**Given information:**
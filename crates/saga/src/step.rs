//! The unit of work a saga is built from.

use std::future::Future;
use std::time::Duration;

use async_trait::async_trait;

use crate::context::{ContextUpdate, SagaContext};
use crate::error::StepError;

/// A named unit of remote work with its inverse.
///
/// Implementations hold their collaborators explicitly (usually an
/// `Arc<dyn SomeService>` passed to a constructor) rather than capturing
/// them, and carry no per-run state: everything a compensation needs must
/// travel through the [`SagaContext`].
#[async_trait]
pub trait Step: Send + Sync {
    /// Name of the step, unique within its saga.
    fn name(&self) -> &str;

    /// The remote dependency this step calls, if any.
    ///
    /// When run through a [`SagaOrchestrator`](crate::SagaOrchestrator) the
    /// `execute` call is routed through that dependency's circuit breaker.
    fn dependency(&self) -> Option<&str> {
        None
    }

    /// Performs the step and returns the values to merge into the context.
    async fn execute(&self, context: &SagaContext) -> Result<ContextUpdate, StepError>;

    /// Undoes `execute`, using only what is already in the context.
    ///
    /// Called on the failed step as well as on completed ones, so it must
    /// check for the keys it needs and do nothing if they are missing.
    async fn compensate(&self, context: &SagaContext) -> Result<(), StepError>;
}

/// Runs `operation` under a deadline, mapping expiry to [`StepError::TimedOut`].
///
/// The saga core imposes no timeouts of its own; steps that talk to slow
/// collaborators use this to honour one.
pub async fn within<T, F>(deadline: Duration, operation: F) -> Result<T, StepError>
where
    F: Future<Output = Result<T, StepError>>,
{
    tokio::time::timeout(deadline, operation)
        .await
        .map_err(|_| StepError::TimedOut(deadline))?
}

**Task requirements:** Transcribe each line of the listing above precisely as it appears.

**Result of the task:**
filename crates/saga/src/step.rs
//! The unit of work a saga is built from.

use std::future::Future;
use std::time::Duration;

use async_trait::async_trait;

use crate::context::{ContextUpdate, SagaContext};
use crate::error::StepError;

/// A named unit of remote work with its inverse.
///
/// Implementations hold their collaborators explicitly (usually an
/// `Arc<dyn SomeService>` passed to a constructor) rather than capturing
/// them, and carry no per-run state: everything a compensation needs must
/// travel through the [`SagaContext`].
#[async_trait]
pub trait Step: Send + Sync {
    /// Name of the step, unique within its saga.
    fn name(&self) -> &str;

    /// The remote dependency this step calls, if any.
    ///
    /// When run through a [`SagaOrchestrator`](crate::SagaOrchestrator) the
    /// `execute` call is routed through that dependency's circuit breaker.
    fn dependency(&self) -> Option<&str> {
        None
    }

    /// Performs the step and returns the values to merge into the context.
    async fn execute(&self, context: &SagaContext) -> Result<ContextUpdate, StepError>;

    /// Undoes `execute`, using only what is already in the context.
    ///
    /// Called on the failed step as well as on completed ones, so it must
    /// check for the keys it needs and do nothing if they are missing.
    async fn compensate(&self, context: &SagaContext) -> Result<(), StepError>;
}

/// Runs `operation` under a deadline, mapping expiry to [`StepError::TimedOut`].
///
/// The saga core imposes no timeouts of its own; steps that talk to slow
/// collaborators use this to honour one.
pub async fn within<T, F>(deadline: Duration, operation: F) -> Result<T, StepError>
where
    F: Future<Output = Result<T, StepError>>,
{
    tokio::time::timeout(deadline, operation)
        .await
        .map_err(|_| StepError::TimedOut(deadline))?
}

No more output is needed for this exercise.